+++ Excerpted records

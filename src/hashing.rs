//! Canonical transaction hashing
//!
//! EIP-712 style domain-separated structural hashing for wallet
//! transactions. The digest binds target, value, payload, call mode,
//! nonce, chain id, and the wallet identity, so a signature can never be
//! replayed against a different wallet, chain, or execution slot.
//!
//! The algorithm is pure and exposed publicly so off-chain coordinators
//! can reproduce the exact bytes owners sign over.

use crate::types::{Address, CallMode};
use tiny_keccak::{Hasher, Keccak};

/// Magic prefix for domain-separated digests
const DIGEST_PREFIX: &[u8] = b"\x19\x01";

/// Human-readable name of the signing domain
const DOMAIN_NAME: &str = "MultisigWallet";

/// Major version of the signing domain
const DOMAIN_VERSION: &str = "1";

const DOMAIN_TYPE: &str =
    "EIP712Domain(string name,string version,uint256 chainId,address verifyingContract)";

const TRANSACTION_TYPE: &str =
    "Transaction(address target,uint256 value,bytes payload,uint8 mode,uint256 nonce)";

/// Keccak256 hash
pub fn keccak256(data: &[u8]) -> [u8; 32] {
    let mut hasher = Keccak::v256();
    hasher.update(data);
    let mut out = [0u8; 32];
    hasher.finalize(&mut out);
    out
}

/// Calculate the domain separator for a wallet on a chain
///
/// domainSeparator = keccak256(typeHash || keccak(name) || keccak(version)
///                             || chainId || walletAddress)
pub fn domain_separator(chain_id: u64, wallet: Address) -> [u8; 32] {
    let mut encoded = Vec::with_capacity(5 * 32);
    encoded.extend_from_slice(&keccak256(DOMAIN_TYPE.as_bytes()));
    encoded.extend_from_slice(&keccak256(DOMAIN_NAME.as_bytes()));
    encoded.extend_from_slice(&keccak256(DOMAIN_VERSION.as_bytes()));
    encoded.extend_from_slice(&pad_u64(chain_id));
    encoded.extend_from_slice(&pad_address(wallet));
    keccak256(&encoded)
}

/// Hash the transaction record itself
///
/// hashStruct(tx) = keccak256(typeHash || encodeData(tx)), with the raw
/// payload folded in as keccak(payload).
pub fn transaction_struct_hash(
    target: Address,
    value: u128,
    payload: &[u8],
    mode: CallMode,
    nonce: u64,
) -> [u8; 32] {
    let mut encoded = Vec::with_capacity(6 * 32);
    encoded.extend_from_slice(&keccak256(TRANSACTION_TYPE.as_bytes()));
    encoded.extend_from_slice(&pad_address(target));
    encoded.extend_from_slice(&pad_u128(value));
    encoded.extend_from_slice(&keccak256(payload));
    encoded.extend_from_slice(&pad_u64(mode.as_u8() as u64));
    encoded.extend_from_slice(&pad_u64(nonce));
    keccak256(&encoded)
}

/// Calculate the final digest owners sign over
///
/// digest = keccak256("\x19\x01" || domainSeparator || hashStruct(tx))
pub fn transaction_digest(
    chain_id: u64,
    wallet: Address,
    target: Address,
    value: u128,
    payload: &[u8],
    mode: CallMode,
    nonce: u64,
) -> [u8; 32] {
    let domain = domain_separator(chain_id, wallet);
    let struct_hash = transaction_struct_hash(target, value, payload, mode, nonce);

    let mut data = Vec::with_capacity(2 + 32 + 32);
    data.extend_from_slice(DIGEST_PREFIX);
    data.extend_from_slice(&domain);
    data.extend_from_slice(&struct_hash);
    keccak256(&data)
}

/// Left-pad an address to a 32-byte word
pub fn pad_address(addr: Address) -> [u8; 32] {
    let mut out = [0u8; 32];
    out[12..].copy_from_slice(addr.as_bytes());
    out
}

/// Encode a u64 as a big-endian 32-byte word
pub fn pad_u64(value: u64) -> [u8; 32] {
    let mut out = [0u8; 32];
    out[24..].copy_from_slice(&value.to_be_bytes());
    out
}

/// Encode a u128 as a big-endian 32-byte word
pub fn pad_u128(value: u128) -> [u8; 32] {
    let mut out = [0u8; 32];
    out[16..].copy_from_slice(&value.to_be_bytes());
    out
}

// =============================================================================
// Tests
// =============================================================================
//! Wordle Bench - CLI
//!
//! Plays Wordle with a model in the loop and records how it went.

use anyhow::{Context, Result, anyhow};
use chrono::NaiveDate;
use clap::{Parser, Subcommand};
use std::path::PathBuf;
use std::sync::Arc;
use wordle_bench::{
    commands::{
        ModelKind, PlayConfig, Style, add_words, check_words, play_game, run_benchmark,
        select_targets,
    },
    output::{print_benchmark_result, print_game_result, print_word_reports},
    session::{JsonlSink, ResultSink, RetryLimits, SessionConfig},
    vocabulary::Vocabulary,
};

#[derive(Parser)]
#[command(
    name = "wordle_bench",
    about = "Benchmark language models by having them play Wordle",
    version,
    author
)]
struct Cli {
    #[command(subcommand)]
    command: Commands,

    /// Base word list, one 5-letter word per line
    #[arg(long, global = true, env = "WORDLE_WORDS_FILE", default_value = "data/valid-words.txt")]
    words_file: PathBuf,

    /// Log of words added at runtime
    #[arg(long, global = true, env = "WORDLE_LOG_FILE", default_value = "data/added-valid-words.log")]
    log_file: PathBuf,

    /// Show debug logs (prompts and raw responses)
    #[arg(short, long, global = true)]
    verbose: bool,
}

#[derive(clap::Args, Clone, Copy)]
struct Limits {
    /// Unparseable responses allowed per turn
    #[arg(long, default_value_t = 5)]
    max_parse_attempts: u32,

    /// Unknown words allowed per turn
    #[arg(long, default_value_t = 5)]
    max_invalid_attempts: u32,
}

impl From<Limits> for RetryLimits {
    fn from(limits: Limits) -> Self {
        Self {
            max_parsing_attempts: limits.max_parse_attempts,
            max_invalid_word_attempts: limits.max_invalid_attempts,
        }
    }
}

#[derive(Subcommand)]
enum Commands {
    /// Play a single game
    Play {
        /// Target word (default: the daily word)
        #[arg(short, long)]
        target: Option<String>,

        /// Puzzle date, YYYY-MM-DD (default: today)
        #[arg(short, long)]
        date: Option<NaiveDate>,

        /// Model: baseline (default) or stdin
        #[arg(short, long, default_value = "baseline")]
        model: String,

        /// Prompt style: simple (default) or json
        #[arg(short, long, default_value = "simple")]
        style: String,

        #[command(flatten)]
        limits: Limits,

        /// Append the result to this JSON-lines file
        #[arg(short, long)]
        output: Option<PathBuf>,

        /// Show the model's reasoning under each guess
        #[arg(short, long)]
        reasoning: bool,
    },

    /// Play many games with the baseline model
    Benchmark {
        /// Number of random target words
        #[arg(short = 'n', long, default_value = "50")]
        count: usize,

        /// Seed for target selection
        #[arg(long, default_value_t = 42)]
        seed: u64,

        /// Prompt style: simple (default) or json
        #[arg(short, long, default_value = "simple")]
        style: String,

        #[command(flatten)]
        limits: Limits,

        /// Append every result to this JSON-lines file
        #[arg(short, long)]
        output: Option<PathBuf>,
    },

    /// Inspect or extend the word list
    Words {
        #[command(subcommand)]
        action: WordsAction,
    },
}

#[derive(Subcommand)]
enum WordsAction {
    /// Add words to the word list
    Add {
        #[arg(required = true)]
        words: Vec<String>,
    },

    /// Check whether words are accepted
    Check {
        #[arg(required = true)]
        words: Vec<String>,
    },

    /// Show word list size and locations
    Stats,
}

fn init_logging(verbose: bool, quiet_default: bool) {
    let default = if verbose {
        "debug"
    } else if quiet_default {
        "warn"
    } else {
        "info"
    };
    env_logger::Builder::from_env(env_logger::Env::default().default_filter_or(default)).init();
}

fn parse_style(name: &str) -> Result<Style> {
    Style::from_name(name)
        .ok_or_else(|| anyhow!("Unknown style '{name}' (expected one of: {})", Style::NAMES.join(", ")))
}

fn main() -> Result<()> {
    let cli = Cli::parse();
    init_logging(cli.verbose, matches!(cli.command, Commands::Benchmark { .. }));

    let vocabulary = Arc::new(Vocabulary::new(&cli.words_file, &cli.log_file));

    match cli.command {
        Commands::Play {
            target,
            date,
            model,
            style,
            limits,
            output,
            reasoning,
        } => {
            let model = ModelKind::from_name(&model).ok_or_else(|| {
                anyhow!(
                    "Unknown model '{model}' (expected one of: {})",
                    ModelKind::NAMES.join(", ")
                )
            })?;
            let config = PlayConfig {
                model,
                style: parse_style(&style)?,
                session: SessionConfig {
                    target_word: target,
                    date,
                    limits: limits.into(),
                },
                results_file: output,
            };
            let result = play_game(config, &vocabulary)?;
            print_game_result(&result, reasoning);
            Ok(())
        }
        Commands::Benchmark {
            count,
            seed,
            style,
            limits,
            output,
        } => {
            let style = parse_style(&style)?;
            let sink: Option<Arc<dyn ResultSink>> = match output {
                Some(path) => Some(Arc::new(
                    JsonlSink::create(&path)
                        .with_context(|| format!("Cannot record results to {}", path.display()))?,
                )),
                None => None,
            };
            let targets = select_targets(&vocabulary, count, seed)?;

            println!("Running benchmark on {} random words...", targets.len());
            let result = run_benchmark(&vocabulary, &targets, style, limits.into(), sink.as_ref());
            print_benchmark_result(&result);
            Ok(())
        }
        Commands::Words { action } => match action {
            WordsAction::Add { words } => {
                print_word_reports(&add_words(&vocabulary, &words)?);
                Ok(())
            }
            WordsAction::Check { words } => {
                print_word_reports(&check_words(&vocabulary, &words)?);
                Ok(())
            }
            WordsAction::Stats => {
                println!("Words:        {}", vocabulary.len()?);
                println!("Base list:    {}", cli.words_file.display());
                println!("Addition log: {}", cli.log_file.display());
                Ok(())
            }
        },
    }
}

++++++

Look through the entries above. Copy each line in which the string "NaiveDate" occurs.

use chrono::NaiveDate;
        date: Option<NaiveDate>,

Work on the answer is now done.